O Peru votou neste domingo no pior momento da pandemia, com o maior pico de mortes diárias, mais de 380 segundo dados oficiais, dos quais o primo de Egusquiza certamente não está entre eles. Ele, que votou à tarde, garante que vai “rasurar o seu voto”, riscando toda cédula para que seja invalidada.

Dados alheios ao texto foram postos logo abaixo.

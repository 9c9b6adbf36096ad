//! Post-pipeline checks.

use qlower_core::{Graph, NodeId, OpKind};
use tracing::debug;

use crate::insert::{expectation, is_exempt, needs_conversion};
use crate::{Error, Result};

/// Every computational node is lowered and no edge still needs a
/// conversion.
pub fn run(graph: &Graph) -> Result<()> {
    for &id in graph.order() {
        let node = graph.node(id);
        if !node.kind().is_leaf() && !node.lowered {
            return Err(Error::UnloweredOp {
                node: node.name().to_owned(),
                kind: node.kind(),
            });
        }
    }

    for &id in graph.order() {
        check_operands(graph, id)?;
    }
    debug!(nodes = graph.node_count(), "graph verified");
    Ok(())
}

fn check_operands(graph: &Graph, id: NodeId) -> Result<()> {
    let node = graph.node(id);
    let kind = node.kind();
    if (kind.is_leaf() && kind != OpKind::Return) || node.conversion || node.inner_requant {
        return Ok(());
    }
    for (operand, &value) in node.inputs().iter().enumerate() {
        if is_exempt(graph, value) {
            continue;
        }
        let src = graph.repr(value);
        let Some(expect) = expectation(graph, id, operand) else {
            continue;
        };
        if needs_conversion(&src, expect) {
            return Err(Error::MismatchedEdge {
                producer: graph.node_name(graph.producer(value)).to_owned(),
                consumer: node.name().to_owned(),
            });
        }
    }
    Ok(())
}
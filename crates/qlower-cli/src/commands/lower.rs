use std::path::{Path, PathBuf};

use qlower_compiler::{LowerConfig, Pipeline};
use qlower_core::{Chip, Mode};
use tracing::info;

use super::{CliError, emit, load_graph, read_text};

pub struct LowerArgs {
    pub graph_path: PathBuf,
    pub chip: Chip,
    pub mode: Mode,
    pub qtable_path: Option<PathBuf>,
    pub asymmetric: bool,
    pub group_size: u32,
    pub ignore_f16_overflow: bool,
    pub optimize: bool,
    pub output: Option<PathBuf>,
    pub pretty: bool,
}

pub fn run(args: LowerArgs) -> Result<(), CliError> {
    let mut builder = LowerConfig::builder(args.chip, args.mode)
        .asymmetric(args.asymmetric)
        .quant_group_size(args.group_size)
        .ignore_f16_overflow(args.ignore_f16_overflow);
    if let Some(path) = &args.qtable_path {
        let text = read_table(path)?;
        builder = builder.qtable(text);
    }

    let mut graph = load_graph(&args.graph_path)?;
    let report = Pipeline::new(builder.build())
        .optimize(args.optimize)
        .run(&mut graph)?;
    info!(
        lowered = report.lowering.lowered,
        conversions = report.insertion.inserted,
        rewrites = report.rewrites.as_ref().map_or(0, |r| r.rewrites_applied),
        "graph lowered"
    );

    let mut json = graph.to_doc().to_json(args.pretty);
    json.push('\n');
    emit(args.output.as_deref(), &json)
}

/// An unreadable table is a configuration error, not plain I/O.
fn read_table(path: &Path) -> Result<String, CliError> {
    read_text(path).map_err(|e| match e {
        CliError::Read { path, source } => CliError::Compile(qlower_compiler::Error::UnreadableTable {
            path: path.display().to_string(),
            reason: source.to_string(),
        }),
        other => other,
    })
}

O cientista político José Incio explica por telefone que em eleições tão fragmentadas, o candidato Pedro Castillo tem atraído o voto de um tipo de eleitorado “que não é avesso ao risco, que quer algo diferente e espera encontrar uma solução para as suas necessidades mais específicas, as que o sistema atual não ajudou “. Para o pesquisador, seu apoio deve ser lido “como uma reivindicação de identidade”. “Se um extraterrestre viesse ao Peru e só assistisse televisão, pensaria que todos os peruanos são como os que se vêem lá, meio europeus, e não é assim”, acrescenta.

Um conservador no social

O professor rural Pedro Castillo Terrones, 51, nasceu em Cajamarca, uma das regiões mais pobres do Peru na última década, apesar de ter a maior mina de ouro da América do Sul. O dirigente do sindicato dos professores é, desde 1995, professor primário da escola 10465, no centro da localidade de Puña, na província de Chota, onde nasceu. Neste domingo, antes de ir votar, ele explicou à imprensa que em sua comunidade eles não vão comprar a maior parte dos alimentos porque trabalham na terra ou criam animais.

O político radical de esquerda, vestido com um um chapéu de aba larga, propõe derrubar o Tribunal Constitucional se ele chegar ao poder e se manifestou abertamente contra o aborto, o casamento homossexual, a eutanásia e a abordagem de gênero na escola.